◆ Exercise prompt: From the material below, pull each line containing the string "index".

◆ Data records:
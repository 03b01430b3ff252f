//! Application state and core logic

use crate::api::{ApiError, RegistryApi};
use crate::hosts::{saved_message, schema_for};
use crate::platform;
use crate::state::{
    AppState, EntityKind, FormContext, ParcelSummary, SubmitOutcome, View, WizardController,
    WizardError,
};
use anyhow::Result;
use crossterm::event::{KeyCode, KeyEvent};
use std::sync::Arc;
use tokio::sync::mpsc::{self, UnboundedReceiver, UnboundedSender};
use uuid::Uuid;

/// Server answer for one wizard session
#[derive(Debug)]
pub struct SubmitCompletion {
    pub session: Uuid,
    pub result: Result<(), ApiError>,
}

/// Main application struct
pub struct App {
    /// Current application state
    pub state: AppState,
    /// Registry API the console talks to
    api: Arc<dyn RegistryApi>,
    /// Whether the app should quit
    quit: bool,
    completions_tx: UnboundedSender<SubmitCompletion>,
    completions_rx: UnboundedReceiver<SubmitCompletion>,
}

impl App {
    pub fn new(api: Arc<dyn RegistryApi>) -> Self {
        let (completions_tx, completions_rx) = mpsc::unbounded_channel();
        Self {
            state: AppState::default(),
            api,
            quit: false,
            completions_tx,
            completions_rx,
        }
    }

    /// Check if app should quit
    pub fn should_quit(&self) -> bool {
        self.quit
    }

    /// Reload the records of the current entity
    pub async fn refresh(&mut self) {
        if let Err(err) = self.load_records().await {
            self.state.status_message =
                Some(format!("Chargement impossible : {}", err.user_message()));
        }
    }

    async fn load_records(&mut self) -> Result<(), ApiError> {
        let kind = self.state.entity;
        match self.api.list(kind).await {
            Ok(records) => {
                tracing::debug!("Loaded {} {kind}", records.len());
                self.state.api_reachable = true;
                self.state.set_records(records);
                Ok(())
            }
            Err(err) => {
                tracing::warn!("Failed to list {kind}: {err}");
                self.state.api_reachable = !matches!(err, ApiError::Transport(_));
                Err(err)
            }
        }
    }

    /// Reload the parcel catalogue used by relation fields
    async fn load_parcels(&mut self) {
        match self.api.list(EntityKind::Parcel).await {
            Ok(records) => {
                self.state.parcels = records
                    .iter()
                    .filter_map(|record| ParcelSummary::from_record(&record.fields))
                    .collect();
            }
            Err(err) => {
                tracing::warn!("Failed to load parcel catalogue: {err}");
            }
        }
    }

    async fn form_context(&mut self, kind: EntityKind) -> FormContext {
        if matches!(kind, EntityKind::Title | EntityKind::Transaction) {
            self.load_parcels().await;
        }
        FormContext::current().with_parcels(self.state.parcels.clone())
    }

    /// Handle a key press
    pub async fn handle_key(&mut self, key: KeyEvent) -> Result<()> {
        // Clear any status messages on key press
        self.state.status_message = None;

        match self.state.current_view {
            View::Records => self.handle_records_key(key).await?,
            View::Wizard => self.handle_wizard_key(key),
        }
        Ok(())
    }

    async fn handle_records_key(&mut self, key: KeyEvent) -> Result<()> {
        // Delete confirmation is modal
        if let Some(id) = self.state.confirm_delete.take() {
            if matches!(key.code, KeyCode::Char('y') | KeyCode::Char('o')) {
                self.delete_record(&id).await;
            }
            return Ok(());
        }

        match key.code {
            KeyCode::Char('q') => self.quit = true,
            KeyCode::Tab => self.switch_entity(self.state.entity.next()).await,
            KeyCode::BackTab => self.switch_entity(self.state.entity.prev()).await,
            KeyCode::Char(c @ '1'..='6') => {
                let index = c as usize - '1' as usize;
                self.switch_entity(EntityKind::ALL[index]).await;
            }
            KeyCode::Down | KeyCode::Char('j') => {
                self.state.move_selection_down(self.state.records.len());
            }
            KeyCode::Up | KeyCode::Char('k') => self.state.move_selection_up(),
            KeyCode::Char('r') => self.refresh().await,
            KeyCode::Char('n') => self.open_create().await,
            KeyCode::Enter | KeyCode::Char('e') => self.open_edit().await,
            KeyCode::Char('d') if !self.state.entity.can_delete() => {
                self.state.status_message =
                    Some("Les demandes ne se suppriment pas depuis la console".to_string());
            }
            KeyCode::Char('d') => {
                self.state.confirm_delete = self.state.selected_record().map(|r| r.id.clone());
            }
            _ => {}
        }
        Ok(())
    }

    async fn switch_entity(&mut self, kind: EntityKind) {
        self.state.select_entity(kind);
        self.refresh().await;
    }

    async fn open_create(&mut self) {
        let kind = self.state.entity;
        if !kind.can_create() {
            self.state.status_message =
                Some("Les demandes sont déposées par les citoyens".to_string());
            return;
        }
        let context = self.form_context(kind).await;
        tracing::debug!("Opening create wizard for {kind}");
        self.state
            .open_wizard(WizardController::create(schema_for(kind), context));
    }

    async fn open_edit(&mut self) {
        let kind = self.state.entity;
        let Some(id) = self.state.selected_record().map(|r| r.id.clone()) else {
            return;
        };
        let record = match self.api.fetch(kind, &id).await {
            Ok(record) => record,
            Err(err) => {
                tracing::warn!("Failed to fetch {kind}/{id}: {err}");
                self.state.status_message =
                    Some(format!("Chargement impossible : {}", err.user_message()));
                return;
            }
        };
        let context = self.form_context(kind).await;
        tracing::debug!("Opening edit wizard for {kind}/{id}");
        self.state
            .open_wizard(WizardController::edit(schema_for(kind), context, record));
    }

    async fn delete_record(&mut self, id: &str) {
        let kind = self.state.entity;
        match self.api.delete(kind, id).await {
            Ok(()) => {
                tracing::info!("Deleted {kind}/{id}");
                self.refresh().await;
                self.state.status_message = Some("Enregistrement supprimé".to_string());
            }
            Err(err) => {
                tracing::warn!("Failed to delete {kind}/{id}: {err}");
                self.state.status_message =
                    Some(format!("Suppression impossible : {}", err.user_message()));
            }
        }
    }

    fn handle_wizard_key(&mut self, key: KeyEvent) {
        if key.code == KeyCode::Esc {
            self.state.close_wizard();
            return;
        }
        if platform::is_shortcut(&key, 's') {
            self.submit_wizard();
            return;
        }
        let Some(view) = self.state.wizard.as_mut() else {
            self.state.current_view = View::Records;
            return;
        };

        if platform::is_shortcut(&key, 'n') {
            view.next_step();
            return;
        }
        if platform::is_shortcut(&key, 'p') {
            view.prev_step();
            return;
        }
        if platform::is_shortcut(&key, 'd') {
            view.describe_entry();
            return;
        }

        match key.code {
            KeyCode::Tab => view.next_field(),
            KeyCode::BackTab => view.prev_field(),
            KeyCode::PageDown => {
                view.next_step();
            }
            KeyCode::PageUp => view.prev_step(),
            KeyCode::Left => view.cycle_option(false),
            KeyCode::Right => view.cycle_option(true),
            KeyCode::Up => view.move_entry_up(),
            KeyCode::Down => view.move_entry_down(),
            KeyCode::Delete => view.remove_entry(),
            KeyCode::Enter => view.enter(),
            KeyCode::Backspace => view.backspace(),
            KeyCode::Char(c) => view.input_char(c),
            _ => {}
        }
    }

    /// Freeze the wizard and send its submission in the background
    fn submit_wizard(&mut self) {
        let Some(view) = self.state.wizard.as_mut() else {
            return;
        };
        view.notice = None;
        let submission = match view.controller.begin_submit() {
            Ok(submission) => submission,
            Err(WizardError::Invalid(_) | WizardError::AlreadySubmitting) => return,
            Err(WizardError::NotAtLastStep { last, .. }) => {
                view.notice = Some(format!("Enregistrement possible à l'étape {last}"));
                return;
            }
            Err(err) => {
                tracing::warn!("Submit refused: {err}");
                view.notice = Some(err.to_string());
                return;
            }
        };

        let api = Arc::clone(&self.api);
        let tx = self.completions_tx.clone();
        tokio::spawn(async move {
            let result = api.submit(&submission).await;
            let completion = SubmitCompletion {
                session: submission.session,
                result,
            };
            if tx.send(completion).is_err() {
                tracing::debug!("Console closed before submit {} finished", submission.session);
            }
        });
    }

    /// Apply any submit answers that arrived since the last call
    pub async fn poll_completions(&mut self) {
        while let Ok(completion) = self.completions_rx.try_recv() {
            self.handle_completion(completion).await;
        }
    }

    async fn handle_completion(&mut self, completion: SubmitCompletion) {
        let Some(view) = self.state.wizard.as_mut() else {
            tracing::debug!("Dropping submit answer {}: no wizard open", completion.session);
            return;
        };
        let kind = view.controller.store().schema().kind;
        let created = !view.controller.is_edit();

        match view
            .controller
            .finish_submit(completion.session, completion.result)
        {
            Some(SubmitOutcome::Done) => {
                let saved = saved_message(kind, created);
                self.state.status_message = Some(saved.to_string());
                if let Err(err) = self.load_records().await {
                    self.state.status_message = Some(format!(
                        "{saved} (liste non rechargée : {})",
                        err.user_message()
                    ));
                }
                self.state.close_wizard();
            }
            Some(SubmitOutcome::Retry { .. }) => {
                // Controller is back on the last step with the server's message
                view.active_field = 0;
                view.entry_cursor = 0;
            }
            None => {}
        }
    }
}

◆ Exercise answer:
                let index = c as usize - '1' as usize;
                self.switch_entity(EntityKind::ALL[index]).await;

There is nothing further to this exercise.